Kiba, Hinata ni ninguno de los personajes de esta historia (a excepción de Llia y Jake) me pertenecen, todos son propiedad de Masashi Kishimoto.
Aclaraciones: De nuevo notarán que tanto Kiba como Hinata giran mucho alrededor del mismo punto, bueno…pues esa es la intención x3
El día más largo del mundo
La tenue luz a duras penas iluminaba una parte del cuarto de la chica, eran aproximadamente las 6 de la mañana y la poca la luz que entraba por su ventana acariciaba con sutileza la pared izquierda de la habitación.
Abrió los ojos de golpe y se levantó de la cama con un resorte. Los pantalones empapados en sudor se le pegaban en las piernas, estaba muy nerviosa. En realidad había estado así desde hacía unas dos semanas pero le restaba importancia. Al poner el primer en el suelo, un dolor la invadió de repente, se le había olvidado—de nuevo—que se había torcido el tobillo dos días antes y ahora no podía apoyar su tobillo con naturalidad como siempre lo hacía.

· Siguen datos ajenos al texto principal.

// SPDX-License-Identifier: MPL-2.0

use std::path::PathBuf;

use clap::Parser;
use visitor_gag_config::{BackendPreference, Config};

/// Play a GIF in a window that pretends to be part of the screen
#[derive(Parser, Debug, Default)]
#[command(author, version, about, long_about = None)]
pub struct Args {
    /// GIF to play; a file picker opens when omitted
    #[arg(value_name = "PATH")]
    pub path: Option<PathBuf>,

    /// Enable the graphics debug layer
    #[arg(long = "debug-layer")]
    pub debug_layer: bool,

    /// Always capture with the graphics capture API
    #[arg(long = "force-graphics-capture", conflicts_with = "force_duplication")]
    pub force_graphics_capture: bool,

    /// Always capture with desktop duplication
    #[arg(long = "force-duplication")]
    pub force_duplication: bool,

    /// Appear at a fixed spot near the top right corner
    #[arg(long = "demo")]
    pub demo: bool,
}

impl Args {
    /// Layer the flags over `config`. Flags only ever switch things on.
    pub fn apply(&self, mut config: Config) -> Config {
        if self.debug_layer {
            config = config.debug_layer(true);
        }
        if self.demo {
            config = config.demo(true);
        }
        if self.force_graphics_capture {
            config = config.capture_backend(BackendPreference::GraphicsCapture);
        } else if self.force_duplication {
            config = config.capture_backend(BackendPreference::Duplication);
        }
        config
    }
}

Ignoró el dolor, y con paso lento, se dirigió al cuarto de baño. Al llegar a este se desnudó completamente dejando que el frío del ambiente pegara contra su cuerpo. Abrió la llave del agua caliente a todo lo que daba y se dispuso a esperar. Bajó la tapa del inodoro y se sentó en éste recargando sus brazos en cada una de sus piernas. Cuando, por fin, el vapor hizo acto de presencia, ella se levantó y se metió sin dudar un segundo a la regadera.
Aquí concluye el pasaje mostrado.